Advertising In ‘99: Depth Trumps Breadth
Though we've established that certain content is
highly valuable in a commerce setting, it's
equally important to examine the state of
Internet advertising today, if we are to
understand why content will become valuable.
In 1998, it is clear that advertisers thought
mostly along only one of the two axes that
marketers usually think about (breadth and
depth).
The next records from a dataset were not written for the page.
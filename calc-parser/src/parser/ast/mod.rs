//! The abstract syntax tree produced by the parser and consumed by every later stage.

pub mod binary;
pub mod call;
pub mod expr;
pub mod nary;
pub mod unary;

pub use binary::Binary;
pub use call::{Call, Derivative};
pub use expr::Expr;
pub use nary::Nary;
pub use unary::Unary;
In their quest for wide dissemination,
most Internet advertisers sought to purchase
mostly on the basis of reach (breadth), or how
many Internet users a site “touched” rather than
how much time (depth) those users spent on the
site.
Faced with ever-declining click-through
statistics (some as low as 0.4%), Internet
advertisers have now started to think about user
stickiness, which is where companies like
TheStreet.com come in. The average
TheStreet.com subscriber logs on three times per
day and spends about 22 minutes on the site per
visit, this compared to the portal peer group at
roughly 2.5 minutes per visit. We often like to
repeat one of our favorite Internet first
principles; companies that change the way
people spend their either their time and money
will necessarily generate real shareholder value
in time. And though the efficiency for an
advertiser to spend on one or two sites and get a
50% share of the Internet is hard to ignore,
advertisers are increasingly looking to
specialized, highly concentrated content sites to
supplement their “breadth” buys. Sites like
TheStreet.com will benefit enormously in 1999
from this growing trend.
Company Watch
Amazon.com (AMZN)
You Thought You Already Knew What A Great
Q4 Amazon Had?…Think Again
Amazon reported a December quarter that,
despite the pre-release of the top-line, provided
as much jaw-dropping material as any quarter in
their short history. Without question, Q4:98
provided the most compelling sets of data points
yet that Amazon's commerce portal thesis is
becoming a near term reality; the question has
gone from “Can they become a commerce
portal?” to “How big can they be as a commerce
portal?” [For a more complete dissertation of
this thesis, please see our 12/18/98 Internet
Capitalist piece “A Web Retailer Does Not Equal
A Commerce Portal”.]
AMZN posted a loss of ($0.14) per share and
beat our consensus-matching ($0.18) estimate
by $0.04 on phenomenal revenue growth and
some nice, somewhat unexpected leverage in the
cost structure. All the key drivers of the model
were exceptional; revenue growth, customer
acquisition, music sales, video/international
sales, and sales and marketing expenditures,
with gross margins, the only out layer, declining
Q/Q thanks to the mix shift to music and videos.
We detail each below:
Revenue: At $253 million, total revenue beat our
$192 million estimate handily (disturbingly,
really) and represented 65% sequential top line
growth. Music sales surged 130% q/q, to $33
million (vs $14mm in Q3) to account for 13% of
total, versus our mere $21 million estimate.